On this day in 1862, President Abraham Lincoln signed legislation to establish the U.S. Department of Agriculture and he later called it “The People’s Department.” Lincoln believed in a robust, agrarian system. Five days later he would sign The Homestead Act, bringing the opportunity of land ownership to over 400,000 families. Six weeks later he would sign The Morrill Act, establishing our land-grant university system to “benefit the agricultural and mechanical arts.”
President Lincoln created an ecosystem, one that ultimately gave birth to the greatest agriculture powerhouse in the world – thanks to political will and government resources. in 1922 Congress enacted the Capper-Volstead Act, giving “associations” of persons producing agricultural products certain exemptions from antitrust laws. It is sometimes called the Magna Carta of cooperatives

Less than a decade later those in the West would endure the hardships of two calamities: The Great Depression and The Dust Bowl. FDR’s New Deal gave us rural electrification, price supports, a new soil conservation service, and the CCC.
Post-WWII was a time when we saw the vast expansion of our rural electrics, made possible through government resources; cooperative telephone companies, and farmer-owned cooperatives. The Eisenhower Interstate System gave way to a more robust transportation system to move our goods.
In the late ’50s, the development of groundwater resources brought a new wave of prosperity and production to not only our eastern plains, deriving its water from the Ogalla Aquifer but the San Luis Valley region. The former becoming a powerhouse in corn and livestock production, the latter becoming one of the largest potato growing regions in the US, along with barley, and alfalfa.
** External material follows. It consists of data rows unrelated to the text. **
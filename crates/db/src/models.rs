use chrono::NaiveDate;
use rfslot_core::models::{
    ledger::SlotLedger,
    resource::{ResourceId, ResourceRegistry},
    slot::{Slot, SlotTime},
};
use serde::{Deserialize, Serialize};
use std::collections::BTreeMap;

const UNKNOWN_HOLDER: &str = "Unknown";

#[derive(Debug, Clone, Default, PartialEq, Eq, Serialize, Deserialize)]
pub struct DbResourceList {
    pub rf: Vec<ResourceId>,
}

#[derive(Debug, Clone, PartialEq, Eq, Serialize, Deserialize)]
pub struct DbSlot {
    pub rf: ResourceId,
    pub time: SlotTime,
    #[serde(default = "unknown_holder")]
    pub name: String,
}

/// Slot document, keyed by `YYYY-MM-DD`.
#[derive(Debug, Clone, Default, PartialEq, Eq, Serialize, Deserialize)]
#[serde(transparent)]
pub struct DbLedger(pub BTreeMap<NaiveDate, Vec<DbSlot>>);

#[derive(Debug, Clone, Copy, PartialEq, Eq, Serialize, Deserialize)]
pub struct DbMessageHandle {
    pub message_id: u64,
}

fn unknown_holder() -> String {
    UNKNOWN_HOLDER.to_string()
}

impl From<&ResourceRegistry> for DbResourceList {
    fn from(registry: &ResourceRegistry) -> Self {
        Self {
            rf: registry.all().collect(),
        }
    }
}

impl From<DbResourceList> for ResourceRegistry {
    fn from(list: DbResourceList) -> Self {
        list.rf.into_iter().collect()
    }
}

impl From<&SlotLedger> for DbLedger {
    fn from(ledger: &SlotLedger) -> Self {
        Self(
            ledger
                .days()
                .map(|(date, slots)| (date, slots.iter().map(DbSlot::from).collect()))
                .collect(),
        )
    }
}

impl From<DbLedger> for SlotLedger {
    fn from(doc: DbLedger) -> Self {
        doc.0
            .into_iter()
            .map(|(date, slots)| (date, slots.into_iter().map(Slot::from).collect()))
            .collect()
    }
}

impl From<&Slot> for DbSlot {
    fn from(slot: &Slot) -> Self {
        Self {
            rf: slot.resource,
            time: slot.end_time,
            name: slot.holder.clone(),
        }
    }
}

impl From<DbSlot> for Slot {
    fn from(row: DbSlot) -> Self {
        Slot::new(row.rf, row.time, row.name)
    }
}
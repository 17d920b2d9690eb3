//! # RF Slot Core
//!
//! Domain model for the RF slot monitor: the registry of reservable RF
//! numbers, the date-keyed slot ledger, time resolution in the configured
//! zone, and the renderer that turns both into a status view.
//!
//! Nothing in this crate performs I/O. Persistence lives in `rfslot-db`,
//! and the Discord surface lives in `rfslot-discord-bot`.

pub mod clock;
pub mod errors;
pub mod models;
pub mod render;
pub mod time;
Today, the future of both of these groundwater regions is at risk. The eastern plains grappling with both dwindling groundwater resources and compliance obligations under the Republican River Compact; the San Luis Valley with very similar dynamics centered around the Rio Grande River.
For context, each of these areas contains approximately 500,000 acres of irrigated land; (collectively they represent approximately the same land footprint as Israeli farmland, a global, agricultural powerhouse).

The future for both of these critical agricultural areas, and our rural communities that depend upon them, is increasingly uncertain. Both districts, while collectively representing only something near 2% of Colorado’s population, also represent the majority of Colorado agriculture that depends on groundwater withdrawals.
Just like we did 159 years ago today (and every transition since), we face both our challenges – and – our opportunities with the requisite to couple government resources, research institutions, and our farming/ranching community with political will.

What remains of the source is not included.